Synopses & Reviews
Synopsis
Marketing Interaction & Technology takes an interactionist perspective to study the relationship between marketing, interaction and technology. Current thought and research in marketing and associated fields like consumer research are still pervaded by behaviorist concepts that simplify the relationship between human action and the environment. By analysing clear illustrative cases Marketing Interaction & Technology will explicate the complexity and contingency of social relationships.
The cases in this volume examine discussions of technology used to facilitate and support marketing activities in networks, for the building of reputation, for the promotion of products and service and the engagement with consumers, the involvement of consumers in innovation and production as well as new developments in consumer research and their ethical implications and the opportunities offered by technology to conduct social marketing campaigns. Marketing Interaction & Technology then ends with a re-evaluation of the relationship between marketing and technology and how it can be reshaped in line with contemporary debates in other areas of the social sciences.

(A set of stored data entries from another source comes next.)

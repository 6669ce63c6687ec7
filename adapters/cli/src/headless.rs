//! Rendering backend that steps scenes without opening a window.

use std::time::Duration;

use anyhow::{bail, Result as AnyResult};
use isoroom_rendering::{FrameInput, Presentation, RenderingBackend, Scene};
use tracing::{debug, info};

/// Drives the update loop at a fixed step until the scene asks to stop.
#[derive(Clone, Copy, Debug, PartialEq, Eq)]
pub(crate) struct HeadlessBackend {
    frame_time: Duration,
    max_frames: u64,
}

impl HeadlessBackend {
    /// Creates a backend that advances `frame_time` per frame for at most `max_frames`.
    pub(crate) const fn new(frame_time: Duration, max_frames: u64) -> Self {
        Self {
            frame_time,
            max_frames,
        }
    }
}

impl RenderingBackend for HeadlessBackend {
    fn run<F>(self, presentation: Presentation, mut update_scene: F) -> AnyResult<()>
    where
        F: FnMut(Duration, FrameInput, &mut Scene) -> bool,
    {
        let Presentation {
            window_title,
            mut scene,
            ..
        } = presentation;
        info!(title = %window_title, "starting headless presentation");

        for frame in 1..=self.max_frames {
            if !update_scene(self.frame_time, FrameInput::default(), &mut scene) {
                debug!(frame, agents = scene.agents.len(), "presentation finished");
                return Ok(());
            }
        }

        bail!(
            "presentation did not finish within {} frames",
            self.max_frames
        )
    }
}

#[cfg(test)]
mod tests {
    use glam::DVec2;
    use isoroom_rendering::{Color, IsoProjection};

    use super::*;

    fn presentation() -> Presentation {
        let projection =
            IsoProjection::new(DVec2::new(64.0, 32.0), 1.0, DVec2::new(640.0, 480.0))
                .expect("valid projection");
        Presentation::new("test", Color::from_rgb_u8(0, 0, 0), Scene::empty(projection))
    }

    #[test]
    fn stops_when_the_scene_asks() {
        let mut frames = 0;
        let mut elapsed = Duration::ZERO;
        HeadlessBackend::new(Duration::from_millis(16), 100)
            .run(presentation(), |dt, input, _| {
                assert_eq!(input, FrameInput::default());
                frames += 1;
                elapsed += dt;
                frames < 5
            })
            .expect("finishes before the frame limit");

        assert_eq!(frames, 5);
        assert_eq!(elapsed, Duration::from_millis(80));
    }

    #[test]
    fn frame_limit_is_an_error() {
        let mut frames = 0;
        let result =
            HeadlessBackend::new(Duration::from_millis(16), 3).run(presentation(), |_, _, _| {
                frames += 1;
                true
            });

        assert!(result.is_err());
        assert_eq!(frames, 3);
    }
}
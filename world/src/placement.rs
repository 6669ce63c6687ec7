//! Occupancy rules for avatars, furniture and floor edits.

use isoroom_core::{AgentId, Cell, CellRect, CellRectSize, CellValidity, PlacementError};

use crate::layout::RoomLayout;

/// Read-only validator over a room layout and the avatars standing in it.
#[derive(Clone, Debug)]
pub struct PlacementValidator<'a> {
    layout: &'a RoomLayout,
    agents: Vec<(AgentId, Cell)>,
}

impl<'a> PlacementValidator<'a> {
    /// Creates a validator; `agents` pairs each avatar with its rounded cell.
    #[must_use]
    pub fn new(layout: &'a RoomLayout, agents: Vec<(AgentId, Cell)>) -> Self {
        Self { layout, agents }
    }

    /// Layout the validator inspects.
    #[must_use]
    pub fn layout(&self) -> &'a RoomLayout {
        self.layout
    }

    /// Reports whether an avatar other than `exclude` may stand on the cell.
    ///
    /// The doorway cell is always walkable so avatars can enter and leave.
    #[must_use]
    pub fn is_valid_agent_position(&self, cell: Cell, exclude: Option<AgentId>) -> bool {
        if self
            .layout
            .doorway()
            .is_some_and(|doorway| doorway.cell == cell)
        {
            return true;
        }

        self.layout.contains(cell)
            && self.layout.is_floor(cell)
            && !self.layout.is_wall(cell)
            && self.layout.furniture_at(cell).is_none()
            && !self
                .agents
                .iter()
                .any(|(agent, agent_cell)| Some(*agent) != exclude && *agent_cell == cell)
    }

    /// Explains why a footprint anchored at `origin` cannot be placed.
    pub fn check_furniture_position(
        &self,
        origin: Cell,
        size: CellRectSize,
    ) -> Result<(), PlacementError> {
        check_footprint(
            CellRect::from_origin_and_size(origin, size),
            self.layout,
            self.agents.iter().map(|(_, cell)| *cell),
        )
    }

    /// Reports whether a footprint anchored at `origin` can be placed.
    #[must_use]
    pub fn is_valid_furniture_position(&self, origin: Cell, size: CellRectSize) -> bool {
        self.check_furniture_position(origin, size).is_ok()
    }

    /// Reports whether the room tool may flip the cell's floor tile.
    #[must_use]
    pub fn can_toggle_floor_tile(&self, cell: Cell) -> bool {
        if !self.layout.contains(cell) {
            return false;
        }
        if !self.layout.is_floor(cell) {
            return true;
        }
        let agent_cells: Vec<Cell> = self.agents.iter().map(|(_, cell)| *cell).collect();
        !self.layout.protected_cells(&agent_cells).contains(&cell)
    }
}

impl CellValidity for PlacementValidator<'_> {
    fn is_valid(&self, cell: Cell, exclude: Option<AgentId>) -> bool {
        self.is_valid_agent_position(cell, exclude)
    }
}

/// Checks that `region` fits the room, sits on floor and is unoccupied.
pub fn check_footprint(
    region: CellRect,
    layout: &RoomLayout,
    agent_cells: impl IntoIterator<Item = Cell>,
) -> Result<(), PlacementError> {
    if !region.is_within(layout.width(), layout.height()) {
        return Err(PlacementError::OutOfBounds);
    }
    if !region.cells().all(|cell| layout.is_floor(cell)) {
        return Err(PlacementError::MissingFloor);
    }
    if layout
        .furniture()
        .iter()
        .any(|item| item.region().overlaps(&region))
    {
        return Err(PlacementError::Occupied);
    }
    if agent_cells.into_iter().any(|cell| region.contains(cell)) {
        return Err(PlacementError::OccupiedByAgent);
    }
    Ok(())
}

#[cfg(test)]
mod tests {
    use super::*;
    use crate::config::WorldConfig;
    use isoroom_core::{Furniture, FurnitureId, FurnitureKind};

    fn room() -> RoomLayout {
        RoomLayout::new(&WorldConfig::default(), 8, 8)
    }

    #[test]
    fn sofa_requires_both_cells_on_free_floor() {
        let mut layout = room();
        let sofa = FurnitureKind::ClubSofa.footprint();

        {
            let validator = PlacementValidator::new(&layout, Vec::new());
            assert_eq!(validator.check_furniture_position(Cell::new(2, 2), sofa), Ok(()));
            assert_eq!(
                validator.check_furniture_position(Cell::new(7, 2), sofa),
                Err(PlacementError::OutOfBounds)
            );
        }

        let _ = layout.toggle_floor_tile(Cell::new(3, 2), &[]);
        {
            let validator = PlacementValidator::new(&layout, Vec::new());
            assert_eq!(
                validator.check_furniture_position(Cell::new(2, 2), sofa),
                Err(PlacementError::MissingFloor)
            );
        }
        let _ = layout.toggle_floor_tile(Cell::new(3, 2), &[]);

        layout.push_furniture(Furniture::new(
            FurnitureId::new(0),
            FurnitureKind::Plant,
            Cell::new(3, 2),
        ));
        let validator = PlacementValidator::new(&layout, vec![(AgentId::new(0), Cell::new(5, 5))]);
        assert_eq!(
            validator.check_furniture_position(Cell::new(2, 2), sofa),
            Err(PlacementError::Occupied)
        );
        assert_eq!(
            validator.check_furniture_position(Cell::new(4, 5), sofa),
            Err(PlacementError::OccupiedByAgent)
        );
        assert!(validator.is_valid_furniture_position(Cell::new(0, 6), sofa));
    }

    #[test]
    fn doorway_cell_is_always_walkable() {
        let layout = room();
        let validator = PlacementValidator::new(&layout, Vec::new());
        let doorway = layout.doorway().expect("new rooms have a doorway");

        assert!(validator.is_valid_agent_position(doorway.cell, None));
        assert!(!validator.is_valid_agent_position(Cell::new(0, -1), None));
        assert!(!validator.is_valid_agent_position(Cell::new(8, 0), None));
    }

    #[test]
    fn other_agents_block_but_the_excluded_agent_does_not() {
        let layout = room();
        let me = AgentId::new(0);
        let other = AgentId::new(1);
        let validator = PlacementValidator::new(
            &layout,
            vec![(me, Cell::new(2, 2)), (other, Cell::new(3, 3))],
        );

        assert!(validator.is_valid_agent_position(Cell::new(2, 2), Some(me)));
        assert!(!validator.is_valid_agent_position(Cell::new(3, 3), Some(me)));
        assert!(!validator.is_valid_agent_position(Cell::new(2, 2), None));
        assert!(validator.is_valid(Cell::new(4, 4), Some(me)));
    }

    #[test]
    fn furniture_blocks_avatars() {
        let mut layout = room();
        layout.push_furniture(Furniture::new(
            FurnitureId::new(0),
            FurnitureKind::Table,
            Cell::new(1, 1),
        ));
        let validator = PlacementValidator::new(&layout, Vec::new());

        assert!(!validator.is_valid_agent_position(Cell::new(2, 2), None));
        assert!(validator.is_valid_agent_position(Cell::new(3, 3), None));
    }

    #[test]
    fn toggle_hover_respects_protection() {
        let mut layout = room();
        let _ = layout.toggle_floor_tile(Cell::new(6, 6), &[]);
        let validator = PlacementValidator::new(&layout, vec![(AgentId::new(0), Cell::new(1, 1))]);

        assert!(validator.can_toggle_floor_tile(Cell::new(6, 6)), "holes can be filled");
        assert!(validator.can_toggle_floor_tile(Cell::new(5, 5)));
        assert!(!validator.can_toggle_floor_tile(Cell::new(1, 1)), "agent cell");
        assert!(!validator.can_toggle_floor_tile(Cell::new(4, 0)), "spawn point");
        assert!(!validator.can_toggle_floor_tile(Cell::new(-1, 0)));
    }
}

Aimed at academics, researchers and policy makers in the fields of marketing, consumer behavior and psychology, the observations from the analysis will inform the development of new concepts of technology in marketing and consumer research and reinvigorate debate between sociology and marketing scholars.
Synopsis
Peopling Marketing, Organization, and Technology takes an interactionist attitude to study the organization of marketing interaction and the embedding of technology within this organization. By analysing clear illustrative studies, this book explicates the interactionist attitude and demonstrates that production, placing, promotion, and pricing are achieved in, and through, marketing interaction. The studies investigate marketing interaction on street-markets, decision-making about the digitalization of supermarkets, the design of exhibitions and social media to generate memorable experiences, the interactive experiencing of exhibits, and the development of guiding visions in the promotion of Virtual Reality. The analyses reveal the practical and social organization of actions through which marketing and consumption are accomplished. By using different interactionist research methods, they show the contribution research using the interactionist attitude can make to marketing and consumer research as well as to interactionist sociology concerned with marketing interaction. Aimed at academics, researchers, and students in the fields of marketing and consumer research as well as in social psychology and sociology this book will encourage scholars and students in marketing and consumer research to shift their focus from the symbolic to marketing interaction.
Synopsis
The book introduces interactionist sociology to an audience in marketing, consumer research, and business and management studies.